Parenthetically, Jews are sometimes wise to take threats seriously, and promises lightly.

 

Hitler said what he was going to do, and the rest of German policy as it evolved from 1933 onward was to pursue the two goals, the racial policy: to establish the supremacy of the master race, and the expansionist policy, to give Germany, lebensraum--living space for Germany to be able to breathe, prosper and expand.

 

Anti Jewish policies happened in a series of waves. Hitler came to power on January 30, 1933 The first attack was on Germany's political institutions, the burning of the Reichstag and then the enabling legislation that suspended parliamentary rule and gave Hitler dictatorial powers. On March 22nd the first concentration camp was established in Dachau, and on April 1, 1933, the first attack against Jews. – the boycott.

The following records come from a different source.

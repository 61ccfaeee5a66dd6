//! Error classification and retry policy for scan jobs.
//!
//! Scan sessions report free-form error text. This module maps that text onto
//! a small set of [`ErrorClass`]es and keeps the per-class retry policy:
//!
//! | class                | retries | backoff     | rebuild session |
//! |----------------------|---------|-------------|-----------------|
//! | `timeout`            | 2       | 5s, 10s     | no              |
//! | `connection_refused` | 1       | 3s          | no              |
//! | `driver_crashed`     | 1       | 2s          | yes             |
//! | `ssl_error`          | 1       | 2s          | no              |
//! | `unknown`            | 0       | -           | no              |

use std::fmt;
use std::time::Duration;

use serde::{Deserialize, Serialize};

const TIMEOUT_MARKERS: &[&str] = &["timeout", "timed out"];
const CONNECTION_REFUSED_MARKERS: &[&str] = &["connection refused"];
const DRIVER_CRASH_MARKERS: &[&str] = &[
    "chrome not reachable",
    "session deleted",
    "session not created",
    "invalid session id",
];
const SSL_MARKERS: &[&str] = &["ssl", "certificate"];

/// Category of a job-level failure.
#[derive(Debug, Clone, Copy, PartialEq, Eq, Hash, PartialOrd, Ord, Serialize, Deserialize)]
#[serde(rename_all = "snake_case")]
pub enum ErrorClass {
    /// Page load or scan exceeded its time budget.
    Timeout,
    /// The target refused the connection.
    ConnectionRefused,
    /// The browser session died and must be rebuilt.
    DriverCrashed,
    /// TLS handshake or certificate failure.
    SslError,
    /// Anything else. Never retried.
    Unknown,
}

impl ErrorClass {
    /// Every class, in classification order.
    pub const ALL: [ErrorClass; 5] = [
        ErrorClass::Timeout,
        ErrorClass::ConnectionRefused,
        ErrorClass::DriverCrashed,
        ErrorClass::SslError,
        ErrorClass::Unknown,
    ];

    /// Returns the snake_case label used in logs, metrics and reports.
    pub fn as_str(&self) -> &'static str {
        match self {
            ErrorClass::Timeout => "timeout",
            ErrorClass::ConnectionRefused => "connection_refused",
            ErrorClass::DriverCrashed => "driver_crashed",
            ErrorClass::SslError => "ssl_error",
            ErrorClass::Unknown => "unknown",
        }
    }
}

impl fmt::Display for ErrorClass {
    fn fmt(&self, f: &mut fmt::Formatter<'_>) -> fmt::Result {
        f.write_str(self.as_str())
    }
}

/// Classifies an error description.
///
/// Matching is case-insensitive and the first matching rule wins, so
/// "session not created: timed out" is a timeout.
pub fn classify(error: &str) -> ErrorClass {
    let lowered = error.to_lowercase();
    let matches = |markers: &[&str]| markers.iter().any(|m| lowered.contains(m));

    if matches(TIMEOUT_MARKERS) {
        ErrorClass::Timeout
    } else if matches(CONNECTION_REFUSED_MARKERS) {
        ErrorClass::ConnectionRefused
    } else if matches(DRIVER_CRASH_MARKERS) {
        ErrorClass::DriverCrashed
    } else if matches(SSL_MARKERS) {
        ErrorClass::SslError
    } else {
        ErrorClass::Unknown
    }
}

/// Retry behaviour for one error class.
#[derive(Debug, Clone, PartialEq, Eq)]
pub struct RetryPolicy {
    /// Retries allowed after the first attempt.
    pub max_retries: u32,
    /// Sleep before retry `n` is `backoff[min(n, len - 1)]`.
    pub backoff: Vec<Duration>,
    /// Tear down and recreate the session before retrying.
    pub rebuild_session: bool,
}

impl RetryPolicy {
    /// A policy that never retries.
    pub fn none() -> Self {
        Self {
            max_retries: 0,
            backoff: Vec::new(),
            rebuild_session: false,
        }
    }

    /// Creates a policy with the given retry count and backoff schedule.
    pub fn new(max_retries: u32, backoff: Vec<Duration>) -> Self {
        Self {
            max_retries,
            backoff,
            rebuild_session: false,
        }
    }

    /// Marks the policy as requiring a session rebuild between attempts.
    pub fn with_session_rebuild(mut self) -> Self {
        self.rebuild_session = true;
        self
    }

    /// Whether another attempt is allowed after `retry_count` retries.
    pub fn allows_retry(&self, retry_count: u32) -> bool {
        retry_count < self.max_retries
    }

    /// Backoff to sleep before retry number `retry_count` (zero-based).
    pub fn backoff_for(&self, retry_count: u32) -> Duration {
        match self.backoff.len() {
            0 => Duration::ZERO,
            len => self.backoff[(retry_count as usize).min(len - 1)],
        }
    }

    /// Sum of every backoff this policy can sleep for one job.
    pub fn total_backoff(&self) -> Duration {
        (0..self.max_retries).map(|n| self.backoff_for(n)).sum()
    }
}

/// Retry policies for every [`ErrorClass`].
#[derive(Debug, Clone, PartialEq, Eq)]
pub struct RetryTable {
    timeout: RetryPolicy,
    connection_refused: RetryPolicy,
    driver_crashed: RetryPolicy,
    ssl_error: RetryPolicy,
    unknown: RetryPolicy,
}

impl Default for RetryTable {
    fn default() -> Self {
        Self {
            timeout: RetryPolicy::new(2, vec![Duration::from_secs(5), Duration::from_secs(10)]),
            connection_refused: RetryPolicy::new(1, vec![Duration::from_secs(3)]),
            driver_crashed: RetryPolicy::new(1, vec![Duration::from_secs(2)])
                .with_session_rebuild(),
            ssl_error: RetryPolicy::new(1, vec![Duration::from_secs(2)]),
            unknown: RetryPolicy::none(),
        }
    }
}

impl RetryTable {
    /// Returns the policy for a class.
    pub fn policy(&self, class: ErrorClass) -> &RetryPolicy {
        match class {
            ErrorClass::Timeout => &self.timeout,
            ErrorClass::ConnectionRefused => &self.connection_refused,
            ErrorClass::DriverCrashed => &self.driver_crashed,
            ErrorClass::SslError => &self.ssl_error,
            ErrorClass::Unknown => &self.unknown,
        }
    }

    /// Replaces the policy for a class.
    pub fn with_policy(mut self, class: ErrorClass, policy: RetryPolicy) -> Self {
        let slot = match class {
            ErrorClass::Timeout => &mut self.timeout,
            ErrorClass::ConnectionRefused => &mut self.connection_refused,
            ErrorClass::DriverCrashed => &mut self.driver_crashed,
            ErrorClass::SslError => &mut self.ssl_error,
            ErrorClass::Unknown => &mut self.unknown,
        };
        *slot = policy;
        self
    }

    /// Clamps every class to at most `max_retries` retries.
    pub fn capped(mut self, max_retries: u32) -> Self {
        for policy in [
            &mut self.timeout,
            &mut self.connection_refused,
            &mut self.driver_crashed,
            &mut self.ssl_error,
            &mut self.unknown,
        ] {
            policy.max_retries = policy.max_retries.min(max_retries);
        }
        self
    }

    /// Scales every backoff by `factor`. Used to shorten schedules in tests.
    pub fn scaled(mut self, factor: f64) -> Self {
        for policy in [
            &mut self.timeout,
            &mut self.connection_refused,
            &mut self.driver_crashed,
            &mut self.ssl_error,
            &mut self.unknown,
        ] {
            for delay in policy.backoff.iter_mut() {
                *delay = delay.mul_f64(factor);
            }
        }
        self
    }
}

#[cfg(test)]
mod tests {
    use super::*;

    #[test]
    fn test_classify_rules() {
        assert_eq!(classify("Timed out receiving message"), ErrorClass::Timeout);
        assert_eq!(classify("page load TIMEOUT after 30s"), ErrorClass::Timeout);
        assert_eq!(
            classify("net::ERR_CONNECTION_REFUSED: Connection refused"),
            ErrorClass::ConnectionRefused
        );
        assert_eq!(
            classify("chrome not reachable"),
            ErrorClass::DriverCrashed
        );
        assert_eq!(
            classify("invalid session id: session deleted because of page crash"),
            ErrorClass::DriverCrashed
        );
        assert_eq!(classify("SSL handshake failed"), ErrorClass::SslError);
        assert_eq!(
            classify("invalid peer certificate: UnknownIssuer"),
            ErrorClass::SslError
        );
        assert_eq!(classify("dns lookup failed"), ErrorClass::Unknown);
        assert_eq!(classify(""), ErrorClass::Unknown);
    }

    #[test]
    fn test_classify_first_rule_wins() {
        assert_eq!(
            classify("session not created: timed out waiting for renderer"),
            ErrorClass::Timeout
        );
        assert_eq!(
            classify("certificate fetch: connection refused"),
            ErrorClass::ConnectionRefused
        );
    }

    #[test]
    fn test_default_table_shape() {
        let table = RetryTable::default();

        let timeout = table.policy(ErrorClass::Timeout);
        assert_eq!(timeout.max_retries, 2);
        assert_eq!(timeout.backoff_for(0), Duration::from_secs(5));
        assert_eq!(timeout.backoff_for(1), Duration::from_secs(10));
        assert!(!timeout.rebuild_session);

        for class in [ErrorClass::ConnectionRefused, ErrorClass::DriverCrashed, ErrorClass::SslError] {
            let policy = table.policy(class);
            assert_eq!(policy.max_retries, 1, "{class}");
            assert!(policy.backoff_for(0) < timeout.backoff_for(0), "{class}");
        }
        assert!(table.policy(ErrorClass::DriverCrashed).rebuild_session);

        let unknown = table.policy(ErrorClass::Unknown);
        assert_eq!(unknown.max_retries, 0);
        assert!(!unknown.allows_retry(0));
    }

    #[test]
    fn test_backoff_index_clamps_to_last_entry() {
        let policy = RetryPolicy::new(4, vec![Duration::from_secs(1), Duration::from_secs(2)]);
        assert_eq!(policy.backoff_for(0), Duration::from_secs(1));
        assert_eq!(policy.backoff_for(3), Duration::from_secs(2));
        assert_eq!(policy.total_backoff(), Duration::from_secs(7));
        assert_eq!(RetryPolicy::none().backoff_for(5), Duration::ZERO);
    }

    #[test]
    fn test_capped_table() {
        let table = RetryTable::default().capped(1);
        assert_eq!(table.policy(ErrorClass::Timeout).max_retries, 1);
        assert_eq!(table.policy(ErrorClass::SslError).max_retries, 1);

        let table = RetryTable::default().capped(0);
        for class in ErrorClass::ALL {
            assert_eq!(table.policy(class).max_retries, 0);
        }
    }

    #[test]
    fn test_scaled_and_with_policy() {
        let table = RetryTable::default()
            .scaled(0.5)
            .with_policy(ErrorClass::Unknown, RetryPolicy::new(1, vec![Duration::from_millis(1)]));

        assert_eq!(
            table.policy(ErrorClass::Timeout).backoff_for(1),
            Duration::from_secs(5)
        );
        assert_eq!(table.policy(ErrorClass::Unknown).max_retries, 1);
    }

    #[test]
    fn test_error_class_labels() {
        assert_eq!(ErrorClass::ConnectionRefused.to_string(), "connection_refused");
        assert_eq!(
            serde_json::to_string(&ErrorClass::DriverCrashed).unwrap(),
            "\"driver_crashed\""
        );
    }
}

The first attack against Jews was economic. It is the boycott of Jewish businesses followed seven days later by the expulsion of Jews from the civil service, which included teachers in high schools, professors in the universities, doctors and nurses who worked in hospitals, lawyers and judges as well as ordinary civil servants.

 

And on May 10, on Hitler's 100th day in office, books were burned that were Un- Germanic, primarily Jewish, but not only Jewish. Freud and Einstein but also Jack London and Helene Keller. A century earlier the great German writer of Jewish origin, Heinrich Heine had said, ”People who burn books ultimately burn people.”

 

The distance between book burning and people burning was eight short years. But an awful lot of policies.

 

At that point anti-Jewish policy froze for a while. And the “new normal” came into being. The “new normal” was that you lived in insecurity not knowing if things were going to get worse or get better or would be stabilized.The new normal was a life of enormous insecurity,

 

There is a bitter ironic joke about Jewish reactions to Nazi Germany: “The pessimists left, the optimists died. “

 

If you believed the situation was terrible and was only going to get worse, you took the type of steps you had to take to leave, and if you believed t situation couldn't get much worse and would be stabilized, and you could endure this, then you stayed; ultimately you didn't leave and died. Ironically, the opposite was true of rescue: “The pessimists said nothing could be done, and nothing was done, The optimists said we have to do something – anything -- and they were regarded as mad.

 

Until the outbreak of war, German policy was designed to force the Jews to emigrate: if German national policy and the behavior of ordinary makes life difficult for the Jews, they will leave. If you want to understand immigration, you can grasp its essence in two word: Push—Pull.

 

You push – force -- people out of where they are or you pull them, you attract them, to somewhere else. In my own country I often say that if you want to solve the immigration problem in the United States in one minute all you have to do is raise Mexico's standard of living to be above that in the United States. or depress the economic picture in the United States below the standards of Mexico, and no one will feel the opportunity, the pull to the United States.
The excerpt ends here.